--- ENTRIES PROVIDED Enclosed Below ---
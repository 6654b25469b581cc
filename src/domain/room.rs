//! Room domain model
//!
//! Rooms are created out-of-band and are read-only from this service's
//! perspective. Descriptive attributes (name, capacity, amenities, ...)
//! are opaque to the core and carried as a flattened document.

use mongodb::bson::Document;
use serde::{Deserialize, Serialize};

use super::booking::Booking;
use super::review::Review;

/// Room entity as returned by read pipelines (`_id` already in hex form)
#[derive(Debug, Clone, Serialize, Deserialize)]
pub struct Room {
    #[serde(rename = "_id")]
    pub id: String,
    pub price: f64,
    /// Opaque descriptive attributes, passed through untouched
    #[serde(flatten)]
    pub attributes: Document,
}

/// Room annotated with its joined reviews and the derived average rating.
///
/// `average_rating` is the arithmetic mean of the joined ratings and is
/// `None` (never zero) for a room without reviews.
#[derive(Debug, Clone, Serialize, Deserialize)]
#[serde(rename_all = "camelCase")]
pub struct RoomWithRating {
    #[serde(flatten)]
    pub room: Room,
    #[serde(default)]
    pub reviews: Vec<Review>,
    #[serde(default)]
    pub average_rating: Option<f64>,
}

/// Single-room detail: reviews plus all bookings for the room.
///
/// Bookings are not filtered by owner here; room detail intentionally
/// shows every booking for the room.
#[derive(Debug, Clone, Serialize, Deserialize)]
#[serde(rename_all = "camelCase")]
pub struct RoomDetail {
    #[serde(flatten)]
    pub room: Room,
    #[serde(default)]
    pub reviews: Vec<Review>,
    #[serde(default)]
    pub bookings: Vec<Booking>,
}
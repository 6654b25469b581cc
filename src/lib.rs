//! StayHub Core - Hotel Room Booking Service Backend
//!
//! This crate provides the backend for the StayHub room booking service:
//! a REST API over a MongoDB document store, with bearer-token
//! authentication gating all booking and review writes.

pub mod api;
pub mod config;
pub mod domain;
pub mod error;
pub mod jwt;
pub mod middleware;
pub mod policy;
pub mod repository;
pub mod server;
pub mod service;
pub mod state;

// Re-export commonly used types
pub use config::Config;
pub use error::{AppError, Result};
use anyhow::Result;
use stayhub_core::{config::Config, server};
use tracing::info;
use tracing_subscriber::{layer::SubscriberExt, util::SubscriberInitExt};

#[tokio::main]
async fn main() -> Result<()> {
    // Initialize tracing
    tracing_subscriber::registry()
        .with(
            tracing_subscriber::EnvFilter::try_from_default_env()
                .unwrap_or_else(|_| "stayhub_core=debug,tower_http=debug".into()),
        )
        .with(tracing_subscriber::fmt::layer())
        .init();

    // Load configuration
    dotenvy::dotenv().ok();
    let config = Config::from_env()?;

    info!("Starting StayHub Core Service");
    info!("HTTP server listening on {}", config.http_addr());

    // Run the server
    server::run(config).await
}
//! Application state trait for dependency injection
//!
//! Handlers are generic over this trait, so the same handler code serves
//! both the production `AppState` and in-memory test implementations.

use crate::config::Config;
use crate::jwt::JwtManager;
use crate::repository::{BookingRepository, ReviewRepository, RoomRepository};
use crate::service::{BookingService, ReviewService, RoomService};

/// Trait for application state that provides access to all services.
pub trait HasServices: Clone + Send + Sync + 'static {
    /// The room repository type
    type RoomRepo: RoomRepository;
    /// The booking repository type
    type BookingRepo: BookingRepository;
    /// The review repository type
    type ReviewRepo: ReviewRepository;

    /// Get the application configuration
    fn config(&self) -> &Config;

    /// Get the room query service
    fn room_service(&self) -> &RoomService<Self::RoomRepo>;

    /// Get the booking service
    fn booking_service(&self) -> &BookingService<Self::BookingRepo>;

    /// Get the review service
    fn review_service(&self) -> &ReviewService<Self::ReviewRepo, Self::BookingRepo>;

    /// Get the JWT manager
    fn jwt_manager(&self) -> &JwtManager;

    /// Check if the system is ready (store is reachable)
    fn check_ready(&self) -> impl std::future::Future<Output = bool> + Send;
}
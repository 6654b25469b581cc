//! Unified error handling for StayHub Core

use axum::{
    http::StatusCode,
    response::{IntoResponse, Response},
    Json,
};
use serde::Serialize;
use thiserror::Error;

/// Application-wide result type
pub type Result<T> = std::result::Result<T, AppError>;

/// Application error types
///
/// Each variant maps to exactly one HTTP status; handlers and services own
/// the translation of collaborator failures into these variants. No
/// operation is retried anywhere in the crate.
#[derive(Error, Debug)]
pub enum AppError {
    #[error("Unauthenticated: {0}")]
    Unauthenticated(String),

    #[error("Forbidden: {0}")]
    Forbidden(String),

    #[error("Invalid argument: {0}")]
    InvalidArgument(String),

    #[error("Not found: {0}")]
    NotFound(String),

    #[error("Database error: {0}")]
    Database(#[from] mongodb::error::Error),

    #[error("Internal error: {0}")]
    Internal(#[from] anyhow::Error),
}

/// Error response body
///
/// `error` carries the underlying store message on 500s only.
#[derive(Serialize)]
struct ErrorResponse {
    success: bool,
    message: String,
    #[serde(skip_serializing_if = "Option::is_none")]
    error: Option<String>,
}

impl IntoResponse for AppError {
    fn into_response(self) -> Response {
        let (status, message, detail) = match &self {
            AppError::Unauthenticated(msg) => (StatusCode::UNAUTHORIZED, msg.clone(), None),
            AppError::Forbidden(msg) => (StatusCode::FORBIDDEN, msg.clone(), None),
            AppError::InvalidArgument(msg) => (StatusCode::BAD_REQUEST, msg.clone(), None),
            AppError::NotFound(msg) => (StatusCode::NOT_FOUND, msg.clone(), None),
            AppError::Database(e) => {
                tracing::error!("Database error: {:?}", e);
                (
                    StatusCode::INTERNAL_SERVER_ERROR,
                    "Database operation failed".to_string(),
                    Some(e.to_string()),
                )
            }
            AppError::Internal(e) => {
                tracing::error!("Internal error: {:?}", e);
                (
                    StatusCode::INTERNAL_SERVER_ERROR,
                    "An internal error occurred".to_string(),
                    None,
                )
            }
        };

        let body = Json(ErrorResponse {
            success: false,
            message,
            error: detail,
        });

        (status, body).into_response()
    }
}

// Conversion from validation errors
impl From<validator::ValidationErrors> for AppError {
    fn from(errors: validator::ValidationErrors) -> Self {
        AppError::InvalidArgument(errors.to_string())
    }
}
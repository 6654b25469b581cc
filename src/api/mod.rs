//! REST API shared utilities (response envelopes)
//!
//! Mutating routes answer with a `{success, message, ...}` envelope;
//! read routes return bare JSON. Error bodies share the same envelope
//! shape with `success: false` (see `error::AppError`).

pub mod booking;
pub mod health;
pub mod review;
pub mod room;

use crate::domain::CreateBookingInput;
use serde::{Deserialize, Serialize};

/// Envelope for update/delete responses
#[derive(Debug, Clone, Serialize, Deserialize)]
pub struct MessageResponse {
    pub success: bool,
    pub message: String,
}

impl MessageResponse {
    pub fn new(message: impl Into<String>) -> Self {
        Self {
            success: true,
            message: message.into(),
        }
    }
}

/// Envelope for a created booking: the generated id plus an echo of the
/// persisted payload.
#[derive(Debug, Clone, Serialize, Deserialize)]
#[serde(rename_all = "camelCase")]
pub struct BookingCreatedResponse {
    pub success: bool,
    pub message: String,
    pub booking_id: String,
    pub data: CreateBookingInput,
}

impl BookingCreatedResponse {
    pub fn new(booking_id: String, data: CreateBookingInput) -> Self {
        Self {
            success: true,
            message: "Room booked successfully".to_string(),
            booking_id,
            data,
        }
    }
}

/// Envelope for a created review
#[derive(Debug, Clone, Serialize, Deserialize)]
#[serde(rename_all = "camelCase")]
pub struct ReviewCreatedResponse {
    pub success: bool,
    pub message: String,
    pub review_id: String,
}

impl ReviewCreatedResponse {
    pub fn new(review_id: String) -> Self {
        Self {
            success: true,
            message: "Review added successfully".to_string(),
            review_id,
        }
    }
}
--- End of Enclosed ENTRIES PROVIDED ---
Your answer should be the lines above, from the line containing "filename src/api/mod.rs" up to and including the line containing "for update/delete responses", reproduced exactly and with nothing else.

* **ANSWER**
filename src/api/mod.rs
//! REST API shared utilities (response envelopes)
//!
//! Mutating routes answer with a `{success, message, ...}` envelope;
//! read routes return bare JSON. Error bodies share the same envelope
//! shape with `success: false` (see `error::AppError`).

pub mod booking;
pub mod health;
pub mod review;
pub mod room;

use crate::domain::CreateBookingInput;
use serde::{Deserialize, Serialize};

/// Envelope for update/delete responses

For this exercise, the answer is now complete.